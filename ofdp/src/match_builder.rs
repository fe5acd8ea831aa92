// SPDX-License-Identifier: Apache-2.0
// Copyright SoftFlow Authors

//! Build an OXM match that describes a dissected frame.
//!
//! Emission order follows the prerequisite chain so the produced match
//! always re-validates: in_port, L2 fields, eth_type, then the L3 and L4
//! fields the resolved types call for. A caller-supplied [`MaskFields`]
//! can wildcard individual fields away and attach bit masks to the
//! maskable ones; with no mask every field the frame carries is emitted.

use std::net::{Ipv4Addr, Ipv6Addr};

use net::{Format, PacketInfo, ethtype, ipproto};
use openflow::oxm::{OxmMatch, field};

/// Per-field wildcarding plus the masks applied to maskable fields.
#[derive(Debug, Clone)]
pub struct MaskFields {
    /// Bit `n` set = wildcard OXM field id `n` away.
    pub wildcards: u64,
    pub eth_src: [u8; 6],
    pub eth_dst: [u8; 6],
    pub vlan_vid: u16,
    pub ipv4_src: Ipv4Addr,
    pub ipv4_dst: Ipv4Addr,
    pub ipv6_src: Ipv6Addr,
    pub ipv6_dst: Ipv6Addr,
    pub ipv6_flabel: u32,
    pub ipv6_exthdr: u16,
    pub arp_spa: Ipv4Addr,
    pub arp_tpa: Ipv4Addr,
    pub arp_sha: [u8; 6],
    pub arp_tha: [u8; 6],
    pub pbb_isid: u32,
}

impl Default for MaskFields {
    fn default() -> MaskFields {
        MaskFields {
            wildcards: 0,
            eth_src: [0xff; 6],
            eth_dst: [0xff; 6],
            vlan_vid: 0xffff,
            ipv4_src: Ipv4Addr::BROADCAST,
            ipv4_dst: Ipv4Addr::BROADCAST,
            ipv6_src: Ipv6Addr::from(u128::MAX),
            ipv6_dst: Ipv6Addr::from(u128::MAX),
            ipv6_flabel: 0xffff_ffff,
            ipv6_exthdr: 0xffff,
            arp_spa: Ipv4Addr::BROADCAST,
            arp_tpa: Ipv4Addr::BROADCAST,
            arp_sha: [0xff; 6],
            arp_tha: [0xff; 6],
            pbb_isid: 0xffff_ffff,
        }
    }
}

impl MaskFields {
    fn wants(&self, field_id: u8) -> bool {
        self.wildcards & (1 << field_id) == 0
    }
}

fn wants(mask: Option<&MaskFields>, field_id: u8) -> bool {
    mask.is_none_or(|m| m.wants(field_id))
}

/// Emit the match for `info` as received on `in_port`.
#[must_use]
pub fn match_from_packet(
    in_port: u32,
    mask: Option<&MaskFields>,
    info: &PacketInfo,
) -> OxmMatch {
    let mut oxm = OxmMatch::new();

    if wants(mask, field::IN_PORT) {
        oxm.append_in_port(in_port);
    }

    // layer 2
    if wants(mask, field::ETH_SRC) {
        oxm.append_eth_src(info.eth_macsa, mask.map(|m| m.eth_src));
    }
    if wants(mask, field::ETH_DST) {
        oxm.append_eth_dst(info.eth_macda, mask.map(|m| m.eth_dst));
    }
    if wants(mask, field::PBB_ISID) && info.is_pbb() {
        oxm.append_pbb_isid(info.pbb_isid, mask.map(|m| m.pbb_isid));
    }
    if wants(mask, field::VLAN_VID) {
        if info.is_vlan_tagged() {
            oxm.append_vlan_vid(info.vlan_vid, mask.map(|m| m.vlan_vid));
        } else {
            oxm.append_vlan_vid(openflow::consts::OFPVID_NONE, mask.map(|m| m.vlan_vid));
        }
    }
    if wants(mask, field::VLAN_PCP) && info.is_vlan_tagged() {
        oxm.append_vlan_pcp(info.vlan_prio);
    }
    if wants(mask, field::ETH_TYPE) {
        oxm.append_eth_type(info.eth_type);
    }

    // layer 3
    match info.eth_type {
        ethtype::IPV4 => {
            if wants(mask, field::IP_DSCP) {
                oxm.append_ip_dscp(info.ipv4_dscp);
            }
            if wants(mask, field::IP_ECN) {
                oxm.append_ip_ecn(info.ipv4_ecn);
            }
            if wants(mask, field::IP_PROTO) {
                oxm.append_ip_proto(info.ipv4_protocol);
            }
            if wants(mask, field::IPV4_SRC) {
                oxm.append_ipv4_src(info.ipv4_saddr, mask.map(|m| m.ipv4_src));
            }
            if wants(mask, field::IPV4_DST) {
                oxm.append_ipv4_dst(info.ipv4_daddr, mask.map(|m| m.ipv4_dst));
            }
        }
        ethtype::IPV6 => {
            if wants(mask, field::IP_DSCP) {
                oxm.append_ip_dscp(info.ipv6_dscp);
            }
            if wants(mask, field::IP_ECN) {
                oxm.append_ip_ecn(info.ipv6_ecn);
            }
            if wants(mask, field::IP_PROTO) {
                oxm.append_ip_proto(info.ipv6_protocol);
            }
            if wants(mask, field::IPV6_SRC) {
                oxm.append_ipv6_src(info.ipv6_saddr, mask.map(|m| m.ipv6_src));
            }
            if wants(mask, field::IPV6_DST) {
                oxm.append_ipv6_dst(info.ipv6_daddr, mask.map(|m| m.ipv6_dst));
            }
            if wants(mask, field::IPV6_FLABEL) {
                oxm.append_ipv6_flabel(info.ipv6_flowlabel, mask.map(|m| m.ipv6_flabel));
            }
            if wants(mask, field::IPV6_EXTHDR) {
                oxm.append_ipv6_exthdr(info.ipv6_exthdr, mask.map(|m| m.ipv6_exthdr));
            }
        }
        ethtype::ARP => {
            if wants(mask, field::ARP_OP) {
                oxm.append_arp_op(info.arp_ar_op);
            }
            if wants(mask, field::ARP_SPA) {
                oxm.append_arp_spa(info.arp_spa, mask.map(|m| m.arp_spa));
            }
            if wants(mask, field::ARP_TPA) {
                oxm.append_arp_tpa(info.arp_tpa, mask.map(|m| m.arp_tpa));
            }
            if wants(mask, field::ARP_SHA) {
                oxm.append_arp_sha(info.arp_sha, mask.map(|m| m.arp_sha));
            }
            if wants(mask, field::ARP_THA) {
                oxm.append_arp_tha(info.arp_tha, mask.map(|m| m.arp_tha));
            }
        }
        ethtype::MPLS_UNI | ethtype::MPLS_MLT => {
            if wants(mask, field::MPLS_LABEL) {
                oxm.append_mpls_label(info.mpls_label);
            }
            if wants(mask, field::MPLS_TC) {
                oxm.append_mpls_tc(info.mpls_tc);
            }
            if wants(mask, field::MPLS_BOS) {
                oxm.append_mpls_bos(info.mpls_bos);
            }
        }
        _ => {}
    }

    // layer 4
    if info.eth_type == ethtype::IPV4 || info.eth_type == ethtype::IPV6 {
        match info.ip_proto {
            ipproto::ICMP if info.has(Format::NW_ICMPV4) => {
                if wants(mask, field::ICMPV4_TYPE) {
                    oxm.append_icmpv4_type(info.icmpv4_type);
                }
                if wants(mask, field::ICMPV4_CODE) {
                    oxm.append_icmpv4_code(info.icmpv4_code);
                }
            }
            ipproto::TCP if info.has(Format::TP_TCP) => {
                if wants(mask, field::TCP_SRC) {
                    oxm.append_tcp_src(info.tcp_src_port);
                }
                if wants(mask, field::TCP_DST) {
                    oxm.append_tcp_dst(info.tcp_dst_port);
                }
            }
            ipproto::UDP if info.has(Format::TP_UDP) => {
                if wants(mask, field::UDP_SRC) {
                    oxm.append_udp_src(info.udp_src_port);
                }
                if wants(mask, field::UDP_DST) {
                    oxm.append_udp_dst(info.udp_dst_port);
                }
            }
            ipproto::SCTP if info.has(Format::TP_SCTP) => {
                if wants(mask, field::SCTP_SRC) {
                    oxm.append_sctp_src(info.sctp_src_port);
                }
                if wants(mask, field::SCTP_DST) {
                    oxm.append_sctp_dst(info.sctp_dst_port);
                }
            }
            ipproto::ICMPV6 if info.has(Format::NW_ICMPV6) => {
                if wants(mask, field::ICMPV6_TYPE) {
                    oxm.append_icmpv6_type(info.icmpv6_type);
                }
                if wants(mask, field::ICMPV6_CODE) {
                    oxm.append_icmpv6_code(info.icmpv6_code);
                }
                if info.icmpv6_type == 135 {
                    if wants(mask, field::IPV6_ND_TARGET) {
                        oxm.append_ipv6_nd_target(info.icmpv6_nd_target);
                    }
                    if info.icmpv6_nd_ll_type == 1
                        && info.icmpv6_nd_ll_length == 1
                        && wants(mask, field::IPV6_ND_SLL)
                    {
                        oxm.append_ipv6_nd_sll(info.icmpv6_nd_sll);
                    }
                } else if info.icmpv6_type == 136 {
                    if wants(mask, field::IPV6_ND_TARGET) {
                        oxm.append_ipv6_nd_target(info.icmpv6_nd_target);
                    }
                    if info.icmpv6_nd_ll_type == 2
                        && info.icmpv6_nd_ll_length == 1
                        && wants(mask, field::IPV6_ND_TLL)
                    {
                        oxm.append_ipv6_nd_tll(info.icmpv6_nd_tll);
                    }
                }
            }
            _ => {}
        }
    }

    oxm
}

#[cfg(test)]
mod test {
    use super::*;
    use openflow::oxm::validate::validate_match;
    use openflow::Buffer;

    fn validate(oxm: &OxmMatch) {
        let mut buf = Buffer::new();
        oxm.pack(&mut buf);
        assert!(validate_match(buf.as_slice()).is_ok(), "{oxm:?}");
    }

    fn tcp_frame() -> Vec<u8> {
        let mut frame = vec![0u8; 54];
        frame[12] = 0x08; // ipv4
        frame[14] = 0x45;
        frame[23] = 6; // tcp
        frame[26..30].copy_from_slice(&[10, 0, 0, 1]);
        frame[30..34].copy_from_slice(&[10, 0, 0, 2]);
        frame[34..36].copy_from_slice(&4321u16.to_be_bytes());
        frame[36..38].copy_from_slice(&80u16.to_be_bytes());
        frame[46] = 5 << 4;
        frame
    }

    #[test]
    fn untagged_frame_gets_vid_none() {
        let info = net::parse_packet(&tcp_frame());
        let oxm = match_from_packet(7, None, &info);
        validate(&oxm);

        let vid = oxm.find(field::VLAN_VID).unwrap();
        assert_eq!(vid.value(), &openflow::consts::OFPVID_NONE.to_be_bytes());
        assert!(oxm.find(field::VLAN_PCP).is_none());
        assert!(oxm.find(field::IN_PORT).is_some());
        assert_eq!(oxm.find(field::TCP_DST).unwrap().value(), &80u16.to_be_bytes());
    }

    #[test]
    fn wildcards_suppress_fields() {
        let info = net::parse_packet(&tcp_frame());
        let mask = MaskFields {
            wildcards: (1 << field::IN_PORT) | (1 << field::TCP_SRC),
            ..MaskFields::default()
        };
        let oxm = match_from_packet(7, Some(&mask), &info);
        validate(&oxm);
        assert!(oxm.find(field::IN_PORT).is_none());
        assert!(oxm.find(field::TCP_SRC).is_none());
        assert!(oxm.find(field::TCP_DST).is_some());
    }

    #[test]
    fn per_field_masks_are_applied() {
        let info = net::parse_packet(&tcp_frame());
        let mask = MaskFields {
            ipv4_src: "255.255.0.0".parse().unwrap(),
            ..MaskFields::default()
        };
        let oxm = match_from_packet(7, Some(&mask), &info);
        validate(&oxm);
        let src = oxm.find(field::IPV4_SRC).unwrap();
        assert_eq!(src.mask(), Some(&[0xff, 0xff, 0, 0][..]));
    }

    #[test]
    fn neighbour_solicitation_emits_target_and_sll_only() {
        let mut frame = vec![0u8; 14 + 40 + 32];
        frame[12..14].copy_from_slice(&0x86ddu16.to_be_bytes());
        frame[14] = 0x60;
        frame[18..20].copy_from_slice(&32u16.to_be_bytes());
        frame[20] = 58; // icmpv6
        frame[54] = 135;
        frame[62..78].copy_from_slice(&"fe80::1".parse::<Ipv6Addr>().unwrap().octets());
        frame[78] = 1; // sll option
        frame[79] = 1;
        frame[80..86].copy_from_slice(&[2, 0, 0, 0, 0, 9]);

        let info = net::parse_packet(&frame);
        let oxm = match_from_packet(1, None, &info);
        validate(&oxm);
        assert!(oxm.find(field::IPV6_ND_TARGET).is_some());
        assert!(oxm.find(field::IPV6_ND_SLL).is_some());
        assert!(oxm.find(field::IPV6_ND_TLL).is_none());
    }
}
_____
Problem
Look in the material above for the line with "frame[14] = 0x45;" and the line with "assert!(oxm.find(field::IN_PORT).is_some());", and transcribe exactly those lines and all lines between them, nothing more.

Expected answer
        frame[14] = 0x45;
        frame[23] = 6; // tcp
        frame[26..30].copy_from_slice(&[10, 0, 0, 1]);
        frame[30..34].copy_from_slice(&[10, 0, 0, 2]);
        frame[34..36].copy_from_slice(&4321u16.to_be_bytes());
        frame[36..38].copy_from_slice(&80u16.to_be_bytes());
        frame[46] = 5 << 4;
        frame
    }

    #[test]
    fn untagged_frame_gets_vid_none() {
        let info = net::parse_packet(&tcp_frame());
        let oxm = match_from_packet(7, None, &info);
        validate(&oxm);

        let vid = oxm.find(field::VLAN_VID).unwrap();
        assert_eq!(vid.value(), &openflow::consts::OFPVID_NONE.to_be_bytes());
        assert!(oxm.find(field::VLAN_PCP).is_none());
        assert!(oxm.find(field::IN_PORT).is_some());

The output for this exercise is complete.